Односторонняя сосредоточенность на негативных моментах прошлого обычно сочетается с привилегированным положением жертв, когда их страдания воспринимаются как ценное достояние и важный символический капитал. Привлечение внимания к жертвам представляется Майеру не только стратегией выживания для социальных меньшинств и инструментом защиты их идентичности, сколько признаком уныния, застоя или коллективного самодовольства. Память, указывает Майер, служит своеобразным наркотиком, порождающим новые виды наркотической зависимости. Расширившиеся притязания на роль жертвы обостряют конкуренцию за признание жертвенного статуса ради соответствующих экономических благ и политического влияния. Кристиан Майер делает следующий вывод: вину за описанные тенденции несет «мемориальная индустрия», которая множит разновидности коллективной памяти и политики идентичности. Вместе с этим углубляются этнические различия, что непосредственно влечет за собой негативные политические последствия для сохранения национального консенсуса[197]
.Высказанное Кристианом Майером недовольство мемориальной культурой относится прежде всего к тому, как используют память в рамках политики идентичности миноритарные и дискриминируемые группы, которые, усиливая сепаратистские тенденции, ставят под угрозу национальную консолидацию США. Но с точки зрения жертвы ситуация выглядит совершенно иначе. Те, кто отстаивает права миноритарных и дискриминируемых групп, «вынуждены самоорганизовываться, чтобы заставить услышать свой голос»[198]
. Последние десятилетия убедительно свидетельствуют, что без внимания к себе и определенного политического лоббирования нельзя добиться диалога, нельзя расшатать и изменить устойчивые формации памяти и властных отношений.Замечание Майера, что память оказывается сосредоточенной на страданиях, подтверждается множеством примеров. Действительно, страдания и катастрофы запечатлеваются в памяти наиболее глубоко. Насколько чувствительной и надежной оказывается память жертвы, настолько же нечувствительна и ненадежна память преступника, которая избегает воспоминаний. В зависимости от того, идет ли речь о жертве или преступнике, память характеризуется тенденцией к «наркотической зависимости» или же к абстиненции. Такую асимметрию точно подметил Фридрих Ницше:
Это сделал я, говорит моя память.
Я не мог этого сделать, говорит моя гордость и остается безжалостной.

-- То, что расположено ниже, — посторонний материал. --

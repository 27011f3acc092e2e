use std::{
    collections::VecDeque,
    sync::{Arc, Mutex},
};

use crate::{
    core::{Board, CellId, MoveForest, MoveNode, PieceColor},
    game::replay::ReplayLog,
};

/// Read-only snapshot of a game handed to players each tick.
#[derive(Debug, Clone, Copy)]
pub struct GameView<'a> {
    pub board: &'a Board,
    pub forest: &'a MoveForest,
    pub active: PieceColor,
    pub selected: Option<CellId>,
    pub must_continue: Option<CellId>,
}

/// A move source for one side.
///
/// `turn` produces the next cell to click, or `None` when no input is
/// available this tick. `None` is a no-op for the controller, not an error;
/// interactive and time-sliced players rely on it.
pub trait Player {
    fn turn(&mut self, view: &GameView<'_>) -> Option<CellId>;
}

/// Shared handle feeding cells into a [`QueuedInputPlayer`].
///
/// This is the human input surface: whatever owns the event loop pushes the
/// clicked cell id, the player drains one per tick.
#[derive(Debug, Clone, Default)]
pub struct InputQueue {
    cells: Arc<Mutex<VecDeque<CellId>>>,
}

impl InputQueue {
    pub fn push(&self, cell: CellId) {
        self.cells.lock().unwrap().push_back(cell);
    }

    fn pop(&self) -> Option<CellId> {
        self.cells.lock().unwrap().pop_front()
    }
}

/// Human player: replays clicks from a shared input queue, one per tick.
#[derive(Debug, Default)]
pub struct QueuedInputPlayer {
    queue: InputQueue,
}

impl QueuedInputPlayer {
    #[must_use]
    pub fn new() -> (Self, InputQueue) {
        let queue = InputQueue::default();
        (
            Self {
                queue: queue.clone(),
            },
            queue,
        )
    }
}

impl Player for QueuedInputPlayer {
    fn turn(&mut self, _view: &GameView<'_>) -> Option<CellId> {
        self.queue.pop()
    }
}

/// Replays a fixed sequence of cells; yields `None` once exhausted.
#[derive(Debug, Clone)]
pub struct ScriptedPlayer {
    cells: VecDeque<CellId>,
}

impl ScriptedPlayer {
    #[must_use]
    pub fn new<I>(cells: I) -> Self
    where
        I: IntoIterator<Item = CellId>,
    {
        Self {
            cells: cells.into_iter().collect(),
        }
    }

    /// One side's clicks out of a two-sided replay log.
    #[must_use]
    pub fn from_log(log: &ReplayLog, side: PieceColor) -> Self {
        Self::new(log.cells_for(side))
    }
}

impl Player for ScriptedPlayer {
    fn turn(&mut self, _view: &GameView<'_>) -> Option<CellId> {
        self.cells.pop_front()
    }
}

/// Baseline player: deterministically alternates between selecting the first
/// piece that has moves and clicking that piece's first destination. Exists
/// for liveness (smoke tests, filler opponents), not strength.
#[derive(Debug, Clone, Copy, Default)]
pub struct HeuristicPlayer {
    pick_destination: bool,
}

impl Player for HeuristicPlayer {
    fn turn(&mut self, view: &GameView<'_>) -> Option<CellId> {
        let pick_destination = self.pick_destination;
        self.pick_destination = !pick_destination;
        if pick_destination {
            let selected = view.selected?;
            let tree = view.forest.tree(selected)?;
            let first = tree.children().first()?;
            match first {
                MoveNode::Landing { cell, .. } => Some(*cell),
                MoveNode::Capture { landings, .. } => landings.first().map(MoveNode::cell),
            }
        } else {
            view.must_continue
                .or_else(|| view.forest.pieces_with_moves().next())
        }
    }
}

#[cfg(test)]
mod tests {
    use super::*;
    use crate::game::turn::{ClickOutcome, Game, MoveOutcome};

    #[test]
    fn test_queued_input_player_drains_one_cell_per_tick() {
        let (mut player, queue) = QueuedInputPlayer::new();
        let game = Game::headless(Board::standard());
        let view = game.view();
        assert_eq!(player.turn(&view), None);
        queue.push(CellId(40));
        queue.push(CellId(33));
        assert_eq!(player.turn(&view), Some(CellId(40)));
        assert_eq!(player.turn(&view), Some(CellId(33)));
        assert_eq!(player.turn(&view), None);
    }

    #[test]
    fn test_heuristic_player_completes_a_move() {
        let mut game = Game::headless(Board::standard());
        assert_eq!(game.start(), None);
        let mut player = HeuristicPlayer::default();

        let select = player.turn(&game.view()).unwrap();
        assert!(matches!(
            game.handle_click(select),
            ClickOutcome::PieceSelected { .. }
        ));
        let dest = player.turn(&game.view()).unwrap();
        assert_eq!(
            game.handle_click(dest),
            ClickOutcome::Moved(MoveOutcome::TurnPassed)
        );
    }
}
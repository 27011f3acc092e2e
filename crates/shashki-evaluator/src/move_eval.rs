//! Move-plan enumeration and the model-driven player.
//!
//! A plan is one complete move: the root-to-leaf click path through a move
//! tree (piece cell, then every landing in order) plus the enemy cells the
//! path consumes. The model player scores the board each plan would leave
//! behind and commits to the best plan up front, emitting its clicks one per
//! tick without re-scoring mid-chain.

use std::collections::VecDeque;

use shashki_engine::{Board, CellId, GameView, MoveForest, MoveNode, Player};

use crate::{encoding::encode_board, model::ScoringModel};

/// One complete move, possibly a multi-jump chain.
#[derive(Debug, Clone, PartialEq, Eq)]
pub struct MovePlan {
    /// Cells to click, in order: the piece cell, then each landing.
    pub clicks: Vec<CellId>,
    /// Enemy cells consumed along the path.
    pub captures: Vec<CellId>,
}

/// Every complete move available in `forest`.
#[must_use]
pub fn enumerate_plans(forest: &MoveForest) -> Vec<MovePlan> {
    fn walk(
        node: &MoveNode,
        clicks: &mut Vec<CellId>,
        captures: &mut Vec<CellId>,
        out: &mut Vec<MovePlan>,
    ) {
        match node {
            MoveNode::Landing { cell, next } => {
                clicks.push(*cell);
                if next.is_empty() {
                    out.push(MovePlan {
                        clicks: clicks.clone(),
                        captures: captures.clone(),
                    });
                } else {
                    for child in next {
                        walk(child, clicks, captures, out);
                    }
                }
                clicks.pop();
            }
            MoveNode::Capture { cell, landings } => {
                captures.push(*cell);
                for child in landings {
                    walk(child, clicks, captures, out);
                }
                captures.pop();
            }
        }
    }

    let mut out = Vec::new();
    for piece_cell in forest.pieces_with_moves() {
        let tree = forest.tree(piece_cell).expect("forest key has a tree");
        let mut clicks = vec![piece_cell];
        let mut captures = Vec::new();
        for child in tree.children() {
            walk(child, &mut clicks, &mut captures, &mut out);
        }
    }
    out
}

/// The board as it would look after `plan` runs to completion: captured
/// pieces removed, the mover re-homed to the final landing and promoted if
/// any landing of the path touches its promotion rank.
#[must_use]
pub fn apply_plan(board: &Board, plan: &MovePlan) -> Board {
    let mut board = board.clone();
    let src = plan.clicks[0];
    let dest = *plan.clicks.last().expect("plan has at least the piece cell");
    let color = board
        .piece_at(src)
        .expect("plan starts on a piece")
        .color;
    for &cell in &plan.captures {
        board.remove_piece(cell);
    }
    board.move_piece(src, dest);
    let promotion_row = board.promotion_row(color);
    let promotes = plan.clicks[1..]
        .iter()
        .any(|&cell| board.row_col(cell).0 == promotion_row);
    if promotes {
        board.promote(dest);
    }
    board
}

/// Player that delegates move choice to a scoring model.
///
/// Each time its click queue runs dry it enumerates the forest's plans,
/// scores the hypothetical board at the end of each plan from the active
/// side's perspective, and queues the best plan's clicks. Mid-chain the
/// engine restricts the forest to the continuing piece, so a re-plan after a
/// promotion-extended chain stays coherent.
pub struct ModelPlayer<'a> {
    model: &'a (dyn ScoringModel + 'a),
    planned: VecDeque<CellId>,
}

impl<'a> ModelPlayer<'a> {
    #[must_use]
    pub fn new(model: &'a (dyn ScoringModel + 'a)) -> Self {
        Self {
            model,
            planned: VecDeque::new(),
        }
    }
}

impl Player for ModelPlayer<'_> {
    fn turn(&mut self, view: &GameView<'_>) -> Option<CellId> {
        if let Some(cell) = self.planned.pop_front() {
            return Some(cell);
        }

        let mut best: Option<(f32, MovePlan)> = None;
        for plan in enumerate_plans(view.forest) {
            let hypothetical = apply_plan(view.board, &plan);
            let features = encode_board(&hypothetical, view.active);
            let score = self.model.forward(&self.model.adjust_shape(features));
            if best.as_ref().is_none_or(|(s, _)| score > *s) {
                best = Some((score, plan));
            }
        }
        let (_, plan) = best?;
        self.planned.extend(plan.clicks);
        self.planned.pop_front()
    }
}
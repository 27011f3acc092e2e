//! Board evaluation for the self-play trainer.
//!
//! Three layers, mirroring the engine/evaluation split:
//!
//! - [`encoding`] turns a board into the fixed one-hot feature vector a
//!   scoring model consumes, and back (for diagnostics and tests).
//! - [`model`] defines the opaque [`model::ScoringModel`] capability and the
//!   shipped [`model::LinearModel`].
//! - [`move_eval`] enumerates complete move plans from a move forest, scores
//!   the board each plan would produce, and wraps the result as a
//!   [`move_eval::ModelPlayer`] the engine's controller can drive.

pub use self::{encoding::*, model::*, move_eval::*};

pub mod encoding;
pub mod model;
pub mod move_eval;
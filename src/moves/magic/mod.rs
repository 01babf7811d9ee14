//! Magic bitboards: O(1) sliding-piece attack lookups via a per-square
//! perfect hash of the relevant occupancy. Tables are generated once, on
//! first use, from a fixed-seed generator, so every run agrees.

pub mod attacks;
pub mod loader;
pub mod search;
pub mod structs;

use once_cell::sync::OnceCell;

pub use structs::{MagicEntry, MagicTables, SliderAttacks};

use crate::utils::XorShiftRng;
use attacks::{bishop_attacks_otf, bishop_mask, occupancy_subsets, rook_attacks_otf, rook_mask};
use search::find_magic;

const MAGIC_SEED: u64 = 0x1234_5678_90AB_CDEF;

#[derive(Clone, Copy, PartialEq, Eq)]
enum SlidingPiece {
    Rook,
    Bishop,
}

fn build_slider(piece: SlidingPiece) -> SliderAttacks {
    let mut entries = Vec::with_capacity(64);

    for square in 0..64usize {
        let mask = match piece {
            SlidingPiece::Rook => rook_mask(square),
            SlidingPiece::Bishop => bishop_mask(square),
        };
        let blockers = occupancy_subsets(mask);
        let attack_sets: Vec<u64> = blockers
            .iter()
            .map(|&b| match piece {
                SlidingPiece::Rook => rook_attacks_otf(square, b),
                SlidingPiece::Bishop => bishop_attacks_otf(square, b),
            })
            .collect();
        let shift = 64 - mask.count_ones();

        let mut rng = XorShiftRng::new(MAGIC_SEED);
        let magic = find_magic(square, mask, &blockers, &attack_sets, shift, &mut rng);

        let mut table = vec![0u64; 1usize << mask.count_ones()];
        for (&blocker, &attack) in blockers.iter().zip(&attack_sets) {
            let index = (blocker.wrapping_mul(magic) >> shift) as usize;
            table[index] = attack;
        }

        entries.push(MagicEntry {
            magic,
            shift,
            mask,
            table: table.into_boxed_slice(),
        });
    }

    SliderAttacks { entries }
}

pub fn generate_magic_tables() -> MagicTables {
    MagicTables {
        rook: build_slider(SlidingPiece::Rook),
        bishop: build_slider(SlidingPiece::Bishop),
    }
}

fn load_or_generate() -> MagicTables {
    #[cfg(feature = "load_magic")]
    if let Ok(tables) = loader::load_from_file(loader::DEFAULT_CACHE_PATH) {
        return tables;
    }

    let tables = generate_magic_tables();
    #[cfg(feature = "load_magic")]
    let _ = loader::save_to_file(&tables, loader::DEFAULT_CACHE_PATH);
    tables
}

/// Global attack tables, initialised on first use. With the `load_magic`
/// feature a bincode cache is tried first and refreshed after generation.
pub fn attack_tables() -> &'static MagicTables {
    static TABLES: OnceCell<MagicTables> = OnceCell::new();
    TABLES.get_or_init(load_or_generate)
}

#[inline(always)]
pub fn rook_attacks(square: u8, occupied: u64) -> u64 {
    attack_tables().rook.attacks(square, occupied)
}

#[inline(always)]
pub fn bishop_attacks(square: u8, occupied: u64) -> u64 {
    attack_tables().bishop.attacks(square, occupied)
}

#[inline(always)]
pub fn queen_attacks(square: u8, occupied: u64) -> u64 {
    attack_tables().queen_attacks(square, occupied)
}
//! Pseudo-legal move generation. Moves that leave the mover's own king in
//! check are filtered later by `Position::make_move`, with one exception:
//! castling is only emitted when the king's transit squares are safe.
//!
//! `NonQuiet` selects captures, en passant and promotions; `Quiet` selects
//! everything else, including castling and double pawn pushes.

use crate::bitboard::{BitboardExt, RANK_2, RANK_3, RANK_6, RANK_7};
use crate::board::{CASTLE_BK, CASTLE_BQ, CASTLE_WK, CASTLE_WQ};
use crate::board::{Color, Piece, PieceType, Position};
use crate::moves::king::KING_ATTACKS;
use crate::moves::knight::KNIGHT_ATTACKS;
use crate::moves::magic::{bishop_attacks, queen_attacks, rook_attacks};
use crate::moves::pawn::pawn_attacks;
use crate::moves::types::{Move, MoveList};
use crate::square::Square;

#[derive(Debug, Clone, Copy, PartialEq, Eq)]
pub enum MoveFilter {
    All,
    NonQuiet,
    Quiet,
}

pub fn generate_moves(filter: MoveFilter, position: &Position, list: &mut MoveList) {
    generate_pawn_moves(filter, position, list);
    if filter != MoveFilter::NonQuiet {
        generate_castling_moves(position, list);
    }
    for piece_type in [
        PieceType::Knight,
        PieceType::Bishop,
        PieceType::Rook,
        PieceType::Queen,
        PieceType::King,
    ] {
        generate_piece_moves(filter, position, piece_type, list);
    }
}

/// Copy-make legality filter over the full pseudo-legal set. Convenience
/// for the frontend and tests; the search filters inline instead.
pub fn legal_moves(position: &Position) -> Vec<Move> {
    let mut list = MoveList::new();
    generate_moves(MoveFilter::All, position, &mut list);

    let mut legal = Vec::with_capacity(list.len());
    for mv in list.iter() {
        let mut next = *position;
        if next.make_move(mv) {
            legal.push(mv);
        }
    }
    legal
}

fn generate_pawn_moves(filter: MoveFilter, position: &Position, list: &mut MoveList) {
    let color = position.side_to_move;
    let piece = Piece::make(color, PieceType::Pawn);
    let pawns = position.pieces(color, PieceType::Pawn);
    let enemy = position.occupancy(color.opposite());
    let empty = !position.occupied;

    // rank the pawns promote from, and the single-push rank that allows a
    // second step
    let (promo_from_rank, double_rank) = match color {
        Color::White => (RANK_7, RANK_3),
        Color::Black => (RANK_2, RANK_6),
    };
    let forward = |bb: u64| match color {
        Color::White => bb.north(),
        Color::Black => bb.south(),
    };
    // from-square deltas, signed as "to minus from"
    let (push, cap_east, cap_west): (i32, i32, i32) = match color {
        Color::White => (8, 9, 7),
        Color::Black => (-8, -7, -9),
    };
    let from_of = |to: u8, delta: i32| Square::from_index((to as i32 - delta) as u8);

    let promoters = pawns & promo_from_rank;
    let rest = pawns & !promo_from_rank;

    if filter != MoveFilter::NonQuiet {
        let singles = forward(rest) & empty;
        let mut doubles = forward(singles & double_rank) & empty;

        let mut bb = singles;
        while bb != 0 {
            let to = bb.pop_lsb();
            list.add_move(from_of(to, push), Square::from_index(to), piece, false);
        }
        while doubles != 0 {
            let to = doubles.pop_lsb();
            list.add_double_push(from_of(to, 2 * push), Square::from_index(to), piece);
        }
    }

    if filter != MoveFilter::Quiet {
        if promoters != 0 {
            let mut pushes = forward(promoters) & empty;
            let mut easts = forward(promoters).east() & enemy;
            let mut wests = forward(promoters).west() & enemy;

            while pushes != 0 {
                let to = pushes.pop_lsb();
                list.add_promotions(from_of(to, push), Square::from_index(to), piece, false, color);
            }
            while easts != 0 {
                let to = easts.pop_lsb();
                list.add_promotions(
                    from_of(to, cap_east),
                    Square::from_index(to),
                    piece,
                    true,
                    color,
                );
            }
            while wests != 0 {
                let to = wests.pop_lsb();
                list.add_promotions(
                    from_of(to, cap_west),
                    Square::from_index(to),
                    piece,
                    true,
                    color,
                );
            }
        }

        let mut easts = forward(rest).east() & enemy;
        let mut wests = forward(rest).west() & enemy;
        while easts != 0 {
            let to = easts.pop_lsb();
            list.add_move(from_of(to, cap_east), Square::from_index(to), piece, true);
        }
        while wests != 0 {
            let to = wests.pop_lsb();
            list.add_move(from_of(to, cap_west), Square::from_index(to), piece, true);
        }

        if !position.en_passant_square.is_none() {
            let target = position.en_passant_square;
            let mut capturers =
                pawn_attacks(target.index(), color.opposite()) & rest;
            while capturers != 0 {
                let from = capturers.pop_lsb();
                list.add_en_passant(Square::from_index(from), target, piece);
            }
        }
    }
}

fn generate_castling_moves(position: &Position, list: &mut MoveList) {
    let color = position.side_to_move;
    let piece = Piece::make(color, PieceType::King);
    let occupied = position.occupied;
    let opponent = color.opposite();

    let empty_between = |squares: &[Square]| {
        squares.iter().all(|sq| occupied & sq.bb() == 0)
    };
    let safe_path = |squares: &[Square]| {
        squares
            .iter()
            .all(|&sq| !position.is_square_attacked_by(opponent, sq))
    };

    match color {
        Color::White => {
            if position.castling_rights & CASTLE_WK != 0
                && empty_between(&[Square::F1, Square::G1])
                && safe_path(&[Square::E1, Square::F1, Square::G1])
            {
                list.add_castling(Square::E1, Square::G1, piece);
            }
            if position.castling_rights & CASTLE_WQ != 0
                && empty_between(&[Square::B1, Square::C1, Square::D1])
                && safe_path(&[Square::E1, Square::D1, Square::C1])
            {
                list.add_castling(Square::E1, Square::C1, piece);
            }
        }
        Color::Black => {
            if position.castling_rights & CASTLE_BK != 0
                && empty_between(&[Square::F8, Square::G8])
                && safe_path(&[Square::E8, Square::F8, Square::G8])
            {
                list.add_castling(Square::E8, Square::G8, piece);
            }
            if position.castling_rights & CASTLE_BQ != 0
                && empty_between(&[Square::B8, Square::C8, Square::D8])
                && safe_path(&[Square::E8, Square::D8, Square::C8])
            {
                list.add_castling(Square::E8, Square::C8, piece);
            }
        }
    }
}

fn generate_piece_moves(
    filter: MoveFilter,
    position: &Position,
    piece_type: PieceType,
    list: &mut MoveList,
) {
    let color = position.side_to_move;
    let piece = Piece::make(color, piece_type);
    let own = position.occupancy(color);
    let enemy = position.occupancy(color.opposite());

    let mut from_bb = position.pieces(color, piece_type);
    while from_bb != 0 {
        let from = from_bb.pop_lsb();
        let attacks = match piece_type {
            PieceType::Knight => KNIGHT_ATTACKS[from as usize],
            PieceType::Bishop => bishop_attacks(from, position.occupied),
            PieceType::Rook => rook_attacks(from, position.occupied),
            PieceType::Queen => queen_attacks(from, position.occupied),
            PieceType::King => KING_ATTACKS[from as usize],
            PieceType::Pawn => unreachable!("pawns are generated set-parallel"),
        };

        let mut targets = attacks & !own;
        match filter {
            MoveFilter::All => {}
            MoveFilter::NonQuiet => targets &= enemy,
            MoveFilter::Quiet => targets &= !position.occupied,
        }

        while targets != 0 {
            let to = targets.pop_lsb();
            let capture = enemy & (1u64 << to) != 0;
            list.add_move(Square::from_index(from), Square::from_index(to), piece, capture);
        }
    }
}

#[cfg(test)]
mod tests {
    use super::*;

    fn count(filter: MoveFilter, fen: &str) -> usize {
        let pos = Position::from_fen(fen).unwrap();
        let mut list = MoveList::new();
        generate_moves(filter, &pos, &mut list);
        list.len()
    }

    #[test]
    fn startpos_has_twenty_moves() {
        assert_eq!(count(MoveFilter::All, Position::START_FEN), 20);
        assert_eq!(count(MoveFilter::Quiet, Position::START_FEN), 20);
        assert_eq!(count(MoveFilter::NonQuiet, Position::START_FEN), 0);
    }

    #[test]
    fn filters_partition_the_full_set() {
        let fens = [
            "r3k2r/p1ppqpb1/bn2pnp1/3PN3/1p2P3/2N2Q1p/PPPBBPPP/R3K2R w KQkq - 0 1",
            "8/2p5/3p4/KP5r/1R3p1k/8/4P1P1/8 w - - 0 1",
            "r3k2r/Pppp1ppp/1b3nbN/nP6/BBP1P3/q4N2/Pp1P2PP/R2Q1RK1 w kq - 0 1",
        ];
        for fen in fens {
            let all = count(MoveFilter::All, fen);
            let quiet = count(MoveFilter::Quiet, fen);
            let non_quiet = count(MoveFilter::NonQuiet, fen);
            assert_eq!(all, quiet + non_quiet, "partition broken for {fen}");
        }
    }

    #[test]
    fn non_quiet_means_capture_ep_or_promotion() {
        let pos = Position::from_fen(
            "r3k2r/Pppp1ppp/1b3nbN/nP6/BBP1P3/q4N2/Pp1P2PP/R2Q1RK1 w kq - 0 1",
        )
        .unwrap();
        let mut list = MoveList::new();
        generate_moves(MoveFilter::NonQuiet, &pos, &mut list);
        assert!(!list.is_empty());
        for mv in list.iter() {
            assert!(mv.is_capture() || mv.is_promotion(), "quiet move {mv} in NonQuiet");
        }
    }

    #[test]
    fn quiet_includes_castling_and_double_pushes() {
        let pos = Position::from_fen(
            "r3k2r/p1ppqpb1/bn2pnp1/3PN3/1p2P3/2N2Q1p/PPPBBPPP/R3K2R w KQkq - 0 1",
        )
        .unwrap();
        let mut list = MoveList::new();
        generate_moves(MoveFilter::Quiet, &pos, &mut list);
        assert!(list.iter().any(|mv| mv.is_castling()));
        assert!(list.iter().any(|mv| mv.is_double_push()));
        for mv in list.iter() {
            assert!(mv.is_quiet());
        }
    }

    #[test]
    fn castling_blocked_by_attacked_transit_square() {
        // black rook on f8 covers f1: white may not castle kingside but may
        // castle queenside
        let pos =
            Position::from_fen("4kr2/8/8/8/8/8/8/R3K2R w KQ - 0 1").unwrap();
        let mut list = MoveList::new();
        generate_castling_moves(&pos, &mut list);
        let castles: Vec<Move> = list.iter().collect();
        assert_eq!(castles.len(), 1);
        assert_eq!(castles[0].to(), Square::C1);
    }

    #[test]
    fn castling_blocked_by_occupied_square() {
        let pos =
            Position::from_fen("4k3/8/8/8/8/8/8/R2QK2R w KQ - 0 1").unwrap();
        let mut list = MoveList::new();
        generate_castling_moves(&pos, &mut list);
        // d1 queen blocks queenside only
        let castles: Vec<Move> = list.iter().collect();
        assert_eq!(castles.len(), 1);
        assert_eq!(castles[0].to(), Square::G1);
    }

    #[test]
    fn en_passant_is_generated_for_both_capturers() {
        let pos = Position::from_fen("4k3/8/8/3pP3/8/8/8/4K3 w - d6 0 1").unwrap();
        let mut list = MoveList::new();
        generate_moves(MoveFilter::NonQuiet, &pos, &mut list);
        let eps: Vec<Move> = list.iter().filter(|m| m.is_en_passant()).collect();
        assert_eq!(eps.len(), 1);
        assert_eq!(eps[0].to(), "d6".parse().unwrap());

        let pos = Position::from_fen("4k3/8/8/2pPp3/8/8/8/4K3 w - e6 0 1").unwrap();
        // no capturer adjacent to e6 except the d5 pawn
        let mut list = MoveList::new();
        generate_moves(MoveFilter::NonQuiet, &pos, &mut list);
        assert_eq!(list.iter().filter(|m| m.is_en_passant()).count(), 1);
    }

    #[test]
    fn black_pawns_move_down_the_board() {
        let pos = Position::from_fen("4k3/4p3/8/8/8/8/8/4K3 b - - 0 1").unwrap();
        let mut list = MoveList::new();
        generate_pawn_moves(MoveFilter::All, &pos, &mut list);
        let moves: Vec<Move> = list.iter().collect();
        assert_eq!(moves.len(), 2);
        assert!(moves.iter().any(|m| m.to() == "e6".parse().unwrap()));
        assert!(moves.iter().any(|m| m.to() == "e5".parse().unwrap() && m.is_double_push()));
    }

    #[test]
    fn promotions_expand_to_four_moves_each() {
        let pos = Position::from_fen("1n2k3/P7/8/8/8/8/8/4K3 w - - 0 1").unwrap();
        let mut list = MoveList::new();
        generate_moves(MoveFilter::NonQuiet, &pos, &mut list);
        // a8 push promotions + a7xb8 capture promotions
        assert_eq!(list.len(), 8);
        assert!(list.iter().all(|m| m.is_promotion()));
        assert_eq!(list.iter().filter(|m| m.is_capture()).count(), 4);
    }

    #[test]
    fn legal_filter_respects_pins() {
        // the e4 knight is pinned against the king by the e8 rook
        let pos = Position::from_fen("4r1k1/8/8/8/4N3/8/8/4K3 w - - 0 1").unwrap();
        let legal = legal_moves(&pos);
        assert!(legal.iter().all(|m| m.piece() != Piece::WhiteKnight));
    }
}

В конце концов память уступает[199]
.Эксклюзивный и инклюзивный экскурс о жертве
Историк Мартин Сабров утверждает, что произошла радикальная трансформация современной политической культуры, ибо за несколько десятилетий она сменила ориентированный на будущее идеал прогресса ориентированным на прошлое идеалом памяти. Подобная трансформация сопровождалась сменой и других общественных идеалов: «В центре современной исторической культуры находится уже не идеал героя, а идеал жертвы»[200]
. Дискурсивный переход от героизации к виктимизации представляется Саброву не столько немецким, сколько в целом западным явлением. Подобно тому, как Чарльз Майер объясняет горячую конъюнктуру категории «жертва» дифференцированностью и плюрализацией коллективных идентичностей, так, по мнению Мартина Саброва, замена героя жертвой символизирует «расставание с нацией и народом как коллективным субъектом истории»[201].Сабров рисует эту эволюцию от героя к жертве на примере немецкой истории XX века. Если герой действует автономно, то есть руководствуясь своей волей и собственными ценностями, то жертва отмечена печатью бессмысленного страдания. Решающими характеристиками служат субъектность, автономия и активность, с одной стороны, и объектный статус, гетерономия и пассивность – с другой.